Y como aquí se trabaja improvisadamente, vemos hoy que a partir de los denominados “planteamientos de los 48 cantones”, luego de la tragedia de Totonicapán, vuelven a surgir las mismas interrogantes alrededor de los negocios eléctricos, y principalmente sobre el futuro de este importante subsector energético del país.
Las demandas de los pobladores cantonales giran alrededor del alto costo del servicio que presta DEOCSA, y se mencionan temas relacionados con el alumbrado público y el escalamiento incesante de su precio, el cual se incorpora automáticamente a la factura mensual de cada hogar.

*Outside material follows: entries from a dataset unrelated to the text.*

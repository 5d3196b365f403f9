// Copyright 2026 the Cardano Authors
// SPDX-License-Identifier: Apache-2.0 OR MIT

//! Utilities for fuzz and/or property testing using `arbitrary`.
//!
//! Everything generated here is well-posed: the leading coefficient is
//! bounded away from zero and all coefficients are of moderate size, so
//! that the absolute tolerance the solvers classify with is meaningful.

use arbitrary::Unstructured;

use crate::{Cubic, Quadratic};

/// Largest magnitude of a generated root or non-leading coefficient.
pub const MAX_MAGNITUDE: f64 = 4.0;

/// A float in `[lower, upper]`.
pub fn float_in_range(
    u: &mut Unstructured<'_>,
    lower: f64,
    upper: f64,
) -> Result<f64, arbitrary::Error> {
    let bits: u32 = u.arbitrary()?;
    let t = f64::from(bits) / f64::from(u32::MAX);
    Ok(lower + t * (upper - lower))
}

/// A float in `[-MAX_MAGNITUDE, MAX_MAGNITUDE]`.
pub fn coefficient(u: &mut Unstructured<'_>) -> Result<f64, arbitrary::Error> {
    float_in_range(u, -MAX_MAGNITUDE, MAX_MAGNITUDE)
}

/// A leading coefficient: its magnitude is between 0.5 and `MAX_MAGNITUDE`.
pub fn leading_coefficient(u: &mut Unstructured<'_>) -> Result<f64, arbitrary::Error> {
    let magnitude = float_in_range(u, 0.5, MAX_MAGNITUDE)?;
    let negative: bool = u.arbitrary()?;
    Ok(if negative { -magnitude } else { magnitude })
}

/// Generate a root, but give it a chance to repeat or nearly repeat `orig`.
fn another_root(orig: f64, u: &mut Unstructured<'_>) -> Result<f64, arbitrary::Error> {
    match u.int_in_range(0..=3)? {
        0 => Ok(orig),
        1 => {
            let ulps: i32 = u.int_in_range(-32..=32)?;
            Ok(orig * (1.0 + f64::from(ulps) * f64::EPSILON))
        }
        _ => coefficient(u),
    }
}

/// Generate an arbitrary quadratic.
///
/// Half of the time the coefficients are independent; otherwise the quadratic
/// is built from its (possibly repeated) real roots.
pub fn quadratic(u: &mut Unstructured<'_>) -> Result<Quadratic<f64>, arbitrary::Error> {
    let a = leading_coefficient(u)?;
    let use_coeffs: bool = u.arbitrary()?;
    if use_coeffs {
        Ok(Quadratic::new(a, coefficient(u)?, coefficient(u)?))
    } else {
        let r0 = coefficient(u)?;
        let r1 = another_root(r0, u)?;
        Ok(Quadratic::new(a, -a * (r0 + r1), a * r0 * r1))
    }
}

/// Generate an arbitrary cubic.
///
/// Half of the time the coefficients are independent; otherwise the cubic is
/// built from planted roots, as in [`cubic_with_real_roots`].
pub fn cubic(u: &mut Unstructured<'_>) -> Result<Cubic<f64>, arbitrary::Error> {
    let use_coeffs: bool = u.arbitrary()?;
    if use_coeffs {
        let a = leading_coefficient(u)?;
        Ok(Cubic::new(a, coefficient(u)?, coefficient(u)?, coefficient(u)?))
    } else {
        Ok(cubic_with_real_roots(u)?.0)
    }
}

/// Generate a cubic with three real roots, with a bias towards roots being
/// repeated or almost repeated.
///
/// Returns the cubic along with its roots.
pub fn cubic_with_real_roots(
    u: &mut Unstructured<'_>,
) -> Result<(Cubic<f64>, [f64; 3]), arbitrary::Error> {
    let a = leading_coefficient(u)?;
    let r0 = coefficient(u)?;
    let r1 = another_root(r0, u)?;
    let r2 = another_root(r1, u)?;
    let cubic = Cubic::new(
        a,
        -a * (r0 + r1 + r2),
        a * (r0 * r1 + r0 * r2 + r1 * r2),
        -a * r0 * r1 * r2,
    );
    Ok((cubic, [r0, r1, r2]))
}
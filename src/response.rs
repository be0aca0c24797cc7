//! Response Synthesizer
//!
//! Turns the result table, intent and validation report into prose. Error
//! and empty states are answered from templates without calling the model.

use crate::agent_prompts;
use crate::catalog::describe::frame_rows;
use crate::catalog::profile::{numeric_summaries, NumericSummary};
use crate::error::Result;
use crate::intent::QueryIntent;
use crate::llm::{generate_with_deadline, Creativity, LanguageModel};
use crate::validation::ValidationReport;
use itertools::Itertools;
use polars::prelude::*;
use serde::{Deserialize, Serialize};
use std::fmt::Write;
use std::sync::Arc;
use std::time::Duration;
use tracing::{error, info};

pub const NO_DATA_RESPONSE: &str =
    "I couldn't find any data matching your query. Please try rephrasing your question.";

pub fn error_response(error: &str) -> String {
    format!(
        "I encountered an issue: {}\n\nPlease rephrase your question or check if the data exists.",
        error
    )
}

/// Bounded view of a result table: counts, column names, a head sample and
/// numeric statistics.
#[derive(Debug, Clone, Serialize, Deserialize)]
pub struct ResultPreview {
    pub row_count: usize,
    pub column_count: usize,
    pub columns: Vec<String>,
    /// Head sample, one JSON object per row.
    pub rows: Vec<serde_json::Value>,
    pub numeric_summary: Vec<(String, NumericSummary)>,
}

impl ResultPreview {
    pub fn of(df: &DataFrame, max_rows: usize) -> Result<Self> {
        let head = df.head(Some(max_rows));
        Ok(Self {
            row_count: df.height(),
            column_count: df.width(),
            columns: df.get_column_names().iter().map(|s| s.to_string()).collect(),
            rows: frame_rows(&head)?,
            numeric_summary: numeric_summaries(df)?,
        })
    }

    /// `{columns, rows}` envelope used in serialized outcomes.
    pub fn to_json(&self) -> serde_json::Value {
        serde_json::json!({
            "columns": self.columns,
            "rows": self.rows,
        })
    }

    /// Plain-text rendering handed to the model.
    pub fn render(&self) -> String {
        let mut out = String::new();
        let _ = writeln!(out, "Total rows: {}", self.row_count);
        let _ = writeln!(out, "Columns: {}", self.columns.join(", "));

        let _ = writeln!(out, "\nFirst {} rows:", self.rows.len());
        for row in &self.rows {
            let cells = self
                .columns
                .iter()
                .map(|c| match row.get(c) {
                    Some(serde_json::Value::String(s)) => s.clone(),
                    Some(serde_json::Value::Null) | None => "null".to_string(),
                    Some(other) => other.to_string(),
                })
                .join(" | ");
            let _ = writeln!(out, "{}", cells);
        }

        if !self.numeric_summary.is_empty() {
            out.push_str("\nSummary statistics:\n");
            for (column, s) in &self.numeric_summary {
                let _ = writeln!(
                    out,
                    "- {}: count={}, sum={:.2}, mean={}, min={}, max={}",
                    column,
                    s.count,
                    s.sum,
                    fmt_opt(s.mean),
                    fmt_opt(s.min),
                    fmt_opt(s.max)
                );
            }
        }
        out
    }
}

fn fmt_opt(value: Option<f64>) -> String {
    value.map(|v| format!("{:.2}", v)).unwrap_or_else(|| "n/a".to_string())
}

pub struct ResponseSynthesizer {
    model: Arc<dyn LanguageModel>,
    preview_rows: usize,
    deadline: Option<Duration>,
}

impl ResponseSynthesizer {
    pub fn new(model: Arc<dyn LanguageModel>, preview_rows: usize, deadline: Option<Duration>) -> Self {
        Self {
            model,
            preview_rows,
            deadline,
        }
    }

    /// Always returns non-empty text.
    pub async fn respond(
        &self,
        question: &str,
        intent: &QueryIntent,
        result: &DataFrame,
        report: &ValidationReport,
        error: Option<&str>,
    ) -> String {
        if let Some(error) = error {
            return error_response(error);
        }
        if result.height() == 0 {
            return NO_DATA_RESPONSE.to_string();
        }

        let data_summary = match ResultPreview::of(result, self.preview_rows) {
            Ok(preview) => preview.render(),
            Err(e) => {
                error!("Failed to build result preview: {}", e);
                format!("Total rows: {}", result.height())
            }
        };
        let validation_json = serde_json::to_string_pretty(report).unwrap_or_default();
        let system = agent_prompts::response_system_prompt(question, intent, &data_summary, &validation_json);

        match generate_with_deadline(
            self.model.as_ref(),
            &system,
            agent_prompts::RESPONSE_USER_PROMPT,
            Creativity::High,
            self.deadline,
        )
        .await
        {
            Ok(text) if !text.trim().is_empty() => {
                info!("✅ Response generated");
                text.trim().to_string()
            }
            Ok(_) => "I have the data but encountered an error generating the response: empty response".to_string(),
            Err(e) => {
                error!("Response generation failed: {}", e);
                format!("I have the data but encountered an error generating the response: {}", e)
            }
        }
    }
}
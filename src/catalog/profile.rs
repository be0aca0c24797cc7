//! Table profiling: summary statistics, column search and quick insights

use crate::catalog::SchemaCatalog;
use crate::error::Result;
use polars::prelude::*;
use serde::{Deserialize, Serialize};
use std::collections::BTreeMap;

const AMOUNT_TERMS: &[&str] = &["amount", "amt", "revenue", "sales", "gross", "rate", "mrp", "price"];
const QUANTITY_TERMS: &[&str] = &["qty", "quantity", "pcs", "stock", "count"];

/// Count, sum, mean, min and max of one numeric column.
#[derive(Debug, Clone, PartialEq, Serialize, Deserialize)]
pub struct NumericSummary {
    pub count: usize,
    pub sum: f64,
    pub mean: Option<f64>,
    pub min: Option<f64>,
    pub max: Option<f64>,
}

impl NumericSummary {
    /// `None` for non-numeric columns.
    pub fn of(series: &Series) -> Result<Option<Self>> {
        if !series.dtype().is_numeric() {
            return Ok(None);
        }
        let floats = series.cast(&DataType::Float64)?;
        let values = floats.f64()?;
        let count = values.len() - values.null_count();
        let sum = values.sum().unwrap_or(0.0);

        Ok(Some(Self {
            count,
            sum,
            mean: if count > 0 { Some(sum / count as f64) } else { None },
            min: values.min(),
            max: values.max(),
        }))
    }
}

/// Per-table profile used by the explorer and by `insights`.
#[derive(Debug, Clone, Serialize, Deserialize)]
pub struct TableSummary {
    pub total_rows: usize,
    pub total_columns: usize,
    pub missing_values: BTreeMap<String, usize>,
    pub column_types: BTreeMap<String, String>,
    pub numeric_summary: BTreeMap<String, NumericSummary>,
}

/// Numeric summaries for every numeric column of a frame, in column order.
pub fn numeric_summaries(df: &DataFrame) -> Result<Vec<(String, NumericSummary)>> {
    let mut out = Vec::new();
    for series in df.get_columns() {
        if let Some(summary) = NumericSummary::of(series)? {
            out.push((series.name().to_string(), summary));
        }
    }
    Ok(out)
}

impl SchemaCatalog {
    pub fn summary_statistics(&self, table: &str) -> Result<Option<TableSummary>> {
        let df = match self.frame(table) {
            Some(df) => df,
            None => return Ok(None),
        };

        let mut missing_values = BTreeMap::new();
        let mut column_types = BTreeMap::new();
        for series in df.get_columns() {
            missing_values.insert(series.name().to_string(), series.null_count());
            column_types.insert(series.name().to_string(), series.dtype().to_string());
        }

        Ok(Some(TableSummary {
            total_rows: df.height(),
            total_columns: df.width(),
            missing_values,
            column_types,
            numeric_summary: numeric_summaries(df)?.into_iter().collect(),
        }))
    }

    /// Columns whose name contains `keyword` (case-insensitive), per table.
    pub fn search_columns(&self, keyword: &str) -> BTreeMap<String, Vec<String>> {
        let needle = keyword.to_lowercase();
        self.table_records()
            .filter_map(|table| {
                let matches: Vec<String> = table
                    .columns
                    .iter()
                    .filter(|c| c.name.to_lowercase().contains(&needle))
                    .map(|c| c.name.clone())
                    .collect();
                if matches.is_empty() {
                    None
                } else {
                    Some((table.name.clone(), matches))
                }
            })
            .collect()
    }

    /// Totals and averages for amount-like columns, totals for quantity-like ones.
    pub fn generate_insights(&self) -> Result<BTreeMap<String, Vec<String>>> {
        let mut insights = BTreeMap::new();

        for table in self.table_records() {
            let df = match self.frame(&table.name) {
                Some(df) => df,
                None => continue,
            };
            let mut lines = Vec::new();

            for (column, summary) in numeric_summaries(df)? {
                let lowered = column.to_lowercase();
                if AMOUNT_TERMS.iter().any(|t| lowered.contains(t)) {
                    lines.push(format!(
                        "Total {}: {:.2}, Average: {:.2}",
                        column,
                        summary.sum,
                        summary.mean.unwrap_or(0.0)
                    ));
                } else if QUANTITY_TERMS.iter().any(|t| lowered.contains(t)) {
                    lines.push(format!("Total {}: {:.0}", column, summary.sum));
                }
            }

            insights.insert(table.name.clone(), lines);
        }

        Ok(insights)
    }
}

A mediados de los noventa se separaron las funciones del INDE y se creó DEOCSA y DEORSA. Los títulos accionarios se vendieron a UNIÓN FENOSA, una empresa española que venía subiendo como la espuma, al tenor del ascenso español en el mundo y en los mercados latinoamericanos.
Pero como estas compañías están al mejor postor en los mercados internacionales, otro grupo más poderoso, también español, denominado GAS NATURAL adquirió la empresa, siendo la filial guatemalteca una de las más rentables de América Latina.
Y con sorpresa vemos así que, de la noche a la mañana, los españoles tal vez cansados de estar laborando en aguas turbulentas, sobre todo en el ambiente rural guatemalteco, venden de nuevo los activos accionarios a un Fondo de Inversión denominado ACTIS, que por su naturaleza es poco afín al tema de la tecnología, y está más bien buscando el rédito financiero.
Resulta lógico pensar que cada ventecita de estas se ha hecho con buenas ganancias, y que la nueva aventura buscará apretar a los consumidores, para agenciarse de las ganancias locales y quizás, en unos cuantos años, volver a rolar la pelota de la conducción del monopolio de la distribución eléctrica.
Cuando uno acude a los manuales internacionales sobre modernización de la infraestructura en países en desarrollo, está clarísimo que lo importante es primeramente el concesionamiento a un “operador de tecnología”, pues lo que busca el país anfitrión es un proceso de mejora de su ingeniería, y por supuesto un mejor sistema de gestión e innovación que el preexistente.
Importante tarea tiene entonces el principal ente regulador, tal cual es la Comisión Nacional de Energía Eléctrica, que debe velar por el ahorro energético, por la mejora de la calidad del servicio pero, ante todo, por mejorar sistemáticamente el bienestar de los consumidores, sean estos residenciales, comerciales, como también los agroindustriales, encargados de mejorar la productividad y competitividad.
De acuerdo con indagaciones efectuadas por este escribiente, los conocedores de este ambiente subrayan la presencia de un entorno de negocios eléctricos que es ampliamente jugoso para los generadores locales, quienes establecen contratos en donde se asegura plenamente una buena ganancia, que corre a todas luces a costillas del consumidor, y en donde los subsidios del INDE, relacionados con la tarifa social podrían llegar paulatinamente a un nuevo colapso de la institución.
Es tiempo entonces de repensar lo acontecido con la electricidad.